UK-wide MoD Police tribunals fixed by new SI on 28 Dec
If you work with the Ministry of Defence Police or you teach public law, here’s a timely update. A fresh Statutory Instrument tidies up the MDP’s conduct, performance and appeals rules after an error in an earlier 2025 update. It applies across the UK and takes effect on 28 December 2025, according to the instrument’s front page on legislation.gov.uk.
First, a quick explainer. A Statutory Instrument (or SI) is a legal tool ministers use to make detailed rules under powers granted by an Act of Parliament. SIs are part of “secondary legislation” and are usually short documents that set out precise textual changes to existing law, subject to parliamentary procedures. Think of an SI as the instruction sheet that makes an Act work day to day.

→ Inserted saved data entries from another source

use std::collections::BTreeMap;
use std::io;

use crate::lang::{RelId, TagId, TokenIds};
use crate::syntax::graph::{ChuLiuEdmonds, Edge, Graph};
use crate::tensor::Tensor;

/// Access to the dependency-relation table during counting and decoding.
pub trait RelationLookup {
    /// Id of the relation that attaches a token to the virtual root.
    fn root_relation(&self) -> RelId;

    /// Whether the head precedes the dependent for this relation, or
    /// `None` for an unknown relation id.
    fn head_before(&self, rel: RelId) -> Option<bool>;
}

/// Counting model over (relation, head tag, child tag) triples.
///
/// After [`normalize`] the tensor holds log probabilities grouped by child
/// tag. Decoding scores every candidate arc of a sentence, penalized by
/// log distance, and extracts the maximum spanning arborescence.
///
/// [`normalize`]: #method.normalize
#[derive(Debug, Clone, PartialEq)]
pub struct DependencyModel {
    stat: Tensor<f32, TagId, 3>,
    freq: BTreeMap<TagId, BTreeMap<RelId, u64>>,
}

impl Default for DependencyModel {
    fn default() -> Self {
        DependencyModel {
            stat: Tensor::new(0.0, [0, 0, 0]),
            freq: BTreeMap::new(),
        }
    }
}

impl DependencyModel {
    pub fn new(num_relations: RelId, num_tags: TagId) -> Self {
        DependencyModel {
            stat: Tensor::new(0.0, [num_relations, num_tags, num_tags]),
            freq: BTreeMap::new(),
        }
    }

    /// Reshapes the model and drops every count.
    pub fn resize(&mut self, num_relations: RelId, num_tags: TagId) {
        self.stat.resize(0.0, [num_relations, num_tags, num_tags]);
        self.freq.clear();
    }

    #[inline]
    pub fn num_relations(&self) -> RelId {
        self.stat.size_at(0)
    }

    #[inline]
    pub fn num_tags(&self) -> TagId {
        self.stat.size_at(1)
    }

    /// Cell value for (relation, head tag, child tag): a raw count before
    /// [`normalize`], a log probability after it.
    ///
    /// [`normalize`]: #method.normalize
    #[inline]
    pub fn score(&self, rel: RelId, head: TagId, child: TagId) -> f32 {
        *self.stat.at([rel, head, child])
    }

    /// Raw (child tag, relation) frequencies, kept for diagnostics only.
    pub fn frequencies(&self) -> &BTreeMap<TagId, BTreeMap<RelId, u64>> {
        &self.freq
    }

    /// Counts one annotated sentence.
    ///
    /// A sentence with more than two words attached directly to the root
    /// is taken as a broken annotation and contributes nothing. Words with
    /// an absent head, or a head index beyond the sentence, are skipped;
    /// a head index of 0 counts against `root_tag`.
    pub fn process_sentence(&mut self, root_tag: TagId, words: &[TokenIds]) {
        let mut roots = 0;
        for word in words {
            if word.head == Some(0) {
                roots += 1;
                if roots > 2 {
                    return;
                }
            }
        }
        for word in words {
            let head = match word.head {
                Some(head) => head,
                None => continue,
            };
            if head > words.len() {
                continue;
            }
            let src = if head == 0 {
                root_tag
            } else {
                words[head - 1].tag
            };
            *self.stat.at_mut([word.rel, src, word.tag]) += 1.0;
            *self
                .freq
                .entry(word.tag)
                .or_insert_with(BTreeMap::new)
                .entry(word.rel)
                .or_insert(0) += 1;
        }
    }

    /// Turns the counts into smoothed log probabilities grouped by child
    /// tag.
    pub fn normalize(&mut self, smoothing: f32) {
        self.stat.normalize_log(smoothing, 2);
    }

    /// Builds the candidate graph for a tagged sentence.
    ///
    /// Vertex 0 is the virtual root and token `i` sits at vertex `i + 1`.
    /// Every known relation contributes a root arc to each token, scored
    /// against `root_tag` with a `ln(len + i)` penalty, and an arc for
    /// each token pair whose order matches the relation's head-before
    /// flag, penalized by the log distance between the tokens.
    pub fn build_graph<R: RelationLookup>(
        &self,
        relations: &R,
        root_tag: TagId,
        tags: &[TagId],
    ) -> Graph {
        let len = tags.len();
        let num_relations = self.stat.size_at(0);
        let mut graph = Graph::new(len + 1, num_relations as usize);
        for rel in 0..num_relations {
            let head_before = match relations.head_before(rel) {
                Some(head_before) => head_before,
                None => continue,
            };
            for i1 in 0..len {
                let src = tags[i1];
                graph.add_edge(
                    0,
                    i1 + 1,
                    rel as usize,
                    *self.stat.at([rel, root_tag, src]) - ((len + i1) as f32).ln(),
                );
                for i2 in 0..len {
                    if i1 == i2 || head_before != (i1 < i2) {
                        continue;
                    }
                    let dest = tags[i2];
                    let distance = (i1 as f32 - i2 as f32).abs();
                    graph.add_edge(
                        i1 + 1,
                        i2 + 1,
                        rel as usize,
                        *self.stat.at([rel, src, dest]) - distance.ln(),
                    );
                }
            }
        }
        graph
    }

    /// Scores the sentence and extracts its dependency tree, or `None`
    /// when no spanning arborescence exists.
    pub fn extract_tree<R: RelationLookup>(
        &self,
        relations: &R,
        root_tag: TagId,
        tags: &[TagId],
    ) -> Option<Vec<Edge>> {
        let mut graph = self.build_graph(relations, root_tag, tags);
        let mut solver = ChuLiuEdmonds::new(&mut graph);
        solver.spanning_tree(0)
    }

    /// Writes the statistics tensor.
    pub fn save_binary<W: io::Write>(&self, writer: &mut W) -> io::Result<()> {
        self.stat.save_binary(writer)
    }

    /// Reads the statistics tensor, replacing the model; the diagnostic
    /// frequencies do not round-trip.
    pub fn load_binary<R: io::Read>(&mut self, reader: &mut R) -> io::Result<()> {
        self.stat.load_binary(reader)?;
        self.freq.clear();
        Ok(())
    }
}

So what went wrong-and how is it fixed? The Ministry of Defence Police updated its 2020 regulations earlier this month via SI 2025/1263. A defect was then identified. The new instrument-SI 2025/1360-remedies that defect and, following long‑standing government practice, is being issued free of charge to everyone who received the faulty SI. That “free issue” formula is standard when departments correct drafting errors.
What exactly changes? The new SI largely rolls back the earlier amending SI. In plain language, most of the 2025 tweaks to the MDP Conduct Regulations, their modifications for former officers, and the Performance and Appeals Tribunals provisions are revoked. Only a limited change remains: the amendment linked to Scotland’s appeals arrangements stays in place, and the definition of “Head of HR” is preserved. The rest of Parts 2, 3 and 4, regulations 72 and 73, regulation 75 apart from that definition, and regulations 76 and 77(1)–(2) of the earlier SI are revoked.

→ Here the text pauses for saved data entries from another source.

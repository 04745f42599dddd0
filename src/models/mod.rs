pub use self::deprel::*;
pub use self::hmm::*;

mod deprel;
mod hmm;
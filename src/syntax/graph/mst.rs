use std::collections::HashSet;

use super::dsu::DisjointSet;
use super::{Edge, Graph, Vertex, Weight};

/// Chu-Liu/Edmonds maximum spanning arborescence over a borrowed graph.
///
/// Whenever an edge is chosen, its weight is subtracted from every edge
/// entering the same vertex, so the chosen edge itself drops to exactly
/// zero. Edge searches therefore skip zero-weight edges: a zero marks an
/// edge already accounted for, never a candidate.
#[derive(Debug)]
pub struct ChuLiuEdmonds<'a> {
    graph: &'a mut Graph,
}

struct Path {
    edges: Vec<Edge>,
    vertices: HashSet<Vertex>,
}

impl<'a> ChuLiuEdmonds<'a> {
    pub fn new(graph: &'a mut Graph) -> Self {
        ChuLiuEdmonds { graph: graph }
    }

    /// Finds the maximum spanning arborescence rooted at `root`.
    ///
    /// Returns `None` when some vertex is left without a usable incoming
    /// edge. On success the graph is cleared and refilled with exactly the
    /// chosen edges, carrying their reduced weights; after a failure the
    /// graph contents are unspecified and the caller should rebuild.
    pub fn spanning_tree(&mut self, root: Vertex) -> Option<Vec<Edge>> {
        let num_vertices = self.graph.num_vertices();
        let num_labels = self.graph.num_labels();
        for src in 0..num_vertices {
            for label in 0..num_labels {
                self.graph.remove_edge(src, root, label);
            }
        }
        for v in 0..num_vertices {
            for label in 0..num_labels {
                self.graph.remove_edge(v, v, label);
            }
        }

        let mut groups = DisjointSet::new(num_vertices);
        groups.singleton(root);
        let mut found: Vec<Edge> = Vec::with_capacity(num_vertices);
        let mut cycles: Vec<Path> = Vec::new();

        for dest in 0..num_vertices {
            if groups.find(dest).is_some() {
                continue;
            }
            let first = self.max_incoming(dest)?;
            found.push(first);
            self.subtract_incoming(dest, first.weight);
            let mut path = Path {
                edges: vec![first],
                vertices: HashSet::new(),
            };
            path.vertices.insert(dest);

            // climb the head chain until it hits a known group or bites
            // its own tail
            let mut src = first.src;
            while groups.find(src).is_none() && !path.vertices.contains(&src) {
                path.vertices.insert(src);
                let edge = self.max_incoming(src)?;
                found.push(edge);
                self.subtract_incoming(src, edge.weight);
                src = edge.src;
                path.edges.push(edge);
            }

            if groups.find(src) == groups.find(root) {
                for e in path.edges.iter() {
                    groups.union(e.dest, root);
                }
            } else if path.vertices.contains(&src) {
                for e in path.edges.iter() {
                    groups.union(e.dest, dest);
                }
                cycles.push(path);
            } else {
                if groups.find(src).is_none() {
                    groups.singleton(src);
                }
                for e in path.edges.iter() {
                    groups.union(e.dest, src);
                }
            }
        }

        for mut cycle in cycles {
            // the source of the last edge is the vertex the walk revisited;
            // everything before the edge entering it is a tail hanging off
            // the cycle, not part of it
            let repeated = cycle.edges.last()?.src;
            if let Some(pos) = cycle.edges.iter().position(|e| e.dest == repeated) {
                cycle.edges.drain(..pos);
            }
            let mut best: Option<Edge> = None;
            for e in cycle.edges.iter() {
                let candidate = self.max_incoming_restricted(e.dest, e.src)?;
                let better = match best {
                    Some(b) => candidate.weight > b.weight,
                    None => true,
                };
                if better {
                    best = Some(candidate);
                }
            }
            let mut replacement = best?;
            self.subtract_incoming(replacement.dest, replacement.weight);
            if let Some(i) = found.iter().position(|e| e.dest == replacement.dest) {
                replacement.weight += found[i].weight;
                found.remove(i);
            }
            found.push(replacement);
        }

        self.graph.clear_edges();
        for e in found.iter() {
            self.graph.add_edge(e.src, e.dest, e.label, e.weight);
        }
        Some(found)
    }

    fn max_incoming(&self, dest: Vertex) -> Option<Edge> {
        self.best_incoming(dest, None)
    }

    fn max_incoming_restricted(&self, dest: Vertex, excluded_src: Vertex) -> Option<Edge> {
        self.best_incoming(dest, Some(excluded_src))
    }

    fn best_incoming(&self, dest: Vertex, excluded_src: Option<Vertex>) -> Option<Edge> {
        let mut best: Option<Edge> = None;
        for src in 0..self.graph.num_vertices() {
            if excluded_src == Some(src) {
                continue;
            }
            for label in 0..self.graph.num_labels() {
                let weight = self.graph.weight(src, dest, label);
                if weight == 0.0 {
                    continue;
                }
                if !Graph::is_edge(weight) {
                    continue;
                }
                let floor = match best {
                    Some(ref b) => b.weight,
                    None => Weight::NEG_INFINITY,
                };
                if weight > floor {
                    best = Some(Edge {
                        src: src,
                        dest: dest,
                        label: label,
                        weight: weight,
                    });
                }
            }
        }
        best
    }

    fn subtract_incoming(&mut self, dest: Vertex, weight: Weight) {
        for src in 0..self.graph.num_vertices() {
            for label in 0..self.graph.num_labels() {
                *self.graph.weight_mut(src, dest, label) -= weight;
            }
        }
    }
}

Who does this affect? You, if you are an MDP officer, a former officer involved in a conduct case, or a manager or HR lead handling discipline or performance. Because the MDP polices defence sites across the UK, the rules extend to England and Wales, Scotland and Northern Ireland, mirroring the force’s UK‑wide remit set out in its 2020 framework. In short: check which version of the rules applies to your case as of 28 December.

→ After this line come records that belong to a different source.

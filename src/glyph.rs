//! # Glyphs
//!
//! A glyph is the content of a single board cell: one letter, or the digraph
//! "Qu", which takes the place of a lone "Q" as on a physical Boggle die.

use std::fmt::{self, Display, Formatter};

use fixedstr::str8;

/// A single board cell token. Stored in lowercase, so that the glyphs along a
/// path concatenate directly into a dictionary lookup key. Displayed
/// capitalized, e.g., `A` or `Qu`.
#[derive(Clone, Copy, Debug, PartialEq, Eq, Hash)]
#[must_use]
pub struct Glyph(str8);

impl Glyph
{
	/// Parse a glyph from a board token, ignoring case and surrounding
	/// whitespace. A single letter other than `q` is accepted, as is the
	/// digraph `qu`. A lone `q` is rejected.
	///
	/// # Arguments
	///
	/// * `token` - The token to parse.
	///
	/// # Returns
	///
	/// The glyph, or `None` if the token is not a valid glyph.
	pub fn parse(token: &str) -> Option<Self>
	{
		let token = token.trim().to_ascii_lowercase();
		match token.as_str()
		{
			"qu" => Some(Self(str8::from("qu"))),
			"q" => None,
			_ =>
			{
				let mut chars = token.chars();
				match (chars.next(), chars.next())
				{
					(Some(c), None) if c.is_ascii_alphabetic() =>
						Some(Self(str8::from(token.as_str()))),
					_ => None
				}
			}
		}
	}

	/// Promote a letter to a glyph. Unlike [`parse`](Self::parse), this
	/// accepts `q` and promotes it to `Qu`; random generation and interactive
	/// entry deal in letters rather than tokens.
	///
	/// # Arguments
	///
	/// * `letter` - The letter to promote.
	///
	/// # Returns
	///
	/// The glyph, or `None` if `letter` is not an ASCII letter.
	pub fn from_letter(letter: char) -> Option<Self>
	{
		match letter.to_ascii_lowercase()
		{
			'q' => Some(Self(str8::from("qu"))),
			c if c.is_ascii_lowercase() =>
				Some(Self(str8::from(c.to_string().as_str()))),
			_ => None
		}
	}

	/// Get the lowercase letters of the glyph.
	#[inline]
	#[must_use]
	pub fn as_str(&self) -> &str
	{
		self.0.as_str()
	}
}

impl Display for Glyph
{
	fn fmt(&self, f: &mut Formatter) -> fmt::Result
	{
		let mut chars = self.as_str().chars();
		if let Some(first) = chars.next()
		{
			write!(f, "{}", first.to_ascii_uppercase())?;
		}
		write!(f, "{}", chars.as_str())
	}
}

////////////////////////////////////////////////////////////////////////////////
//                                   Tests.                                   //
////////////////////////////////////////////////////////////////////////////////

Why is Scotland mentioned? Separate Scottish regulations are moving police appeals onto the First‑tier Tribunal for Scotland from 29 December 2025 and revoking the older Police Appeals Tribunal rules. The MDP appeals framework needed a light update so it still works alongside those changes. That is the small part of the earlier SI that survives in the new one.
Key dates help you teach or brief colleagues clearly. The corrective SI was made on 18 December 2025, laid before Parliament on 23 December, and comes into force on 28 December. It is signed by the Minister of State at the Ministry of Defence. For context, the current post‑holder (Lord Coaker) has ministerial responsibility that includes the Ministry of Defence Police.
What this means if you’re handling a live case: expect the underlying 2020 Regulations to continue without most of the December 2025 alterations. Where you relied on the short‑lived 2025 wording, check whether the surviving Scotland‑related tribunal amendment or the “Head of HR” definition is relevant; otherwise the position reverts. When in doubt, read the commencement and revocation notes first, then the Schedules.
What this shows for students and new practitioners is how secondary legislation is corrected in public. The “free issue” line you’ll see at the top of the instrument is there for transparency and to ensure anyone who received the defective version gets the replacement without paying-a small but important accountability habit worth spotting in class.
If you want to read this confidently, take it step by step. Start with the citation, extent and commencement to locate when and where the law applies. Move next to the revocation provisions to see what is switched off. Finally, scan any notes that explain why changes are made. This method works across SIs and will help you teach or apply them with fewer surprises, including in the MDP context.